◆ Supplied data:
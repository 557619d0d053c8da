//! Board positions for tic-tac-toe moves.

use serde::{Deserialize, Serialize};
use tracing::instrument;

/// A position on the tic-tac-toe board (0-8, row-major).
#[derive(
    Debug,
    Clone,
    Copy,
    PartialEq,
    Eq,
    Hash,
    PartialOrd,
    Ord,
    Serialize,
    Deserialize,
    strum::EnumIter,
)]
pub enum Position {
    /// Top-left (position 0)
    TopLeft,
    /// Top-center (position 1)
    TopCenter,
    /// Top-right (position 2)
    TopRight,
    /// Middle-left (position 3)
    MiddleLeft,
    /// Center (position 4)
    Center,
    /// Middle-right (position 5)
    MiddleRight,
    /// Bottom-left (position 6)
    BottomLeft,
    /// Bottom-center (position 7)
    BottomCenter,
    /// Bottom-right (position 8)
    BottomRight,
}

impl Position {
    /// All 9 positions in row-major order.
    pub const ALL: [Position; 9] = [
        Position::TopLeft,
        Position::TopCenter,
        Position::TopRight,
        Position::MiddleLeft,
        Position::Center,
        Position::MiddleRight,
        Position::BottomLeft,
        Position::BottomCenter,
        Position::BottomRight,
    ];

    /// Get label for this position (for display).
    pub fn label(&self) -> &'static str {
        match self {
            Position::TopLeft => "Top-left",
            Position::TopCenter => "Top-center",
            Position::TopRight => "Top-right",
            Position::MiddleLeft => "Middle-left",
            Position::Center => "Center",
            Position::MiddleRight => "Middle-right",
            Position::BottomLeft => "Bottom-left",
            Position::BottomCenter => "Bottom-center",
            Position::BottomRight => "Bottom-right",
        }
    }

    /// Converts position to board index (0-8).
    pub fn index(self) -> usize {
        self as usize
    }

    /// Creates position from board index.
    #[instrument]
    pub fn from_index(index: usize) -> Option<Self> {
        Self::ALL.get(index).copied()
    }

    /// Creates position from a row and column (each 0-2).
    pub fn from_row_col(row: usize, col: usize) -> Option<Self> {
        if row < 3 && col < 3 {
            Self::from_index(row * 3 + col)
        } else {
            None
        }
    }

    /// Row of this position (0-2).
    pub fn row(self) -> usize {
        self.index() / 3
    }

    /// Column of this position (0-2).
    pub fn col(self) -> usize {
        self.index() % 3
    }
}

impl std::fmt::Display for Position {
    fn fmt(&self, f: &mut std::fmt::Formatter<'_>) -> std::fmt::Result {
        write!(f, "({}, {})", self.row(), self.col())
    }
}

◆ Task objective: The lines you need are those containing "BottomCenter"; find them in the records and copy them.

◆ Response to this task:
    BottomCenter,
        Position::BottomCenter,
            Position::BottomCenter => "Bottom-center",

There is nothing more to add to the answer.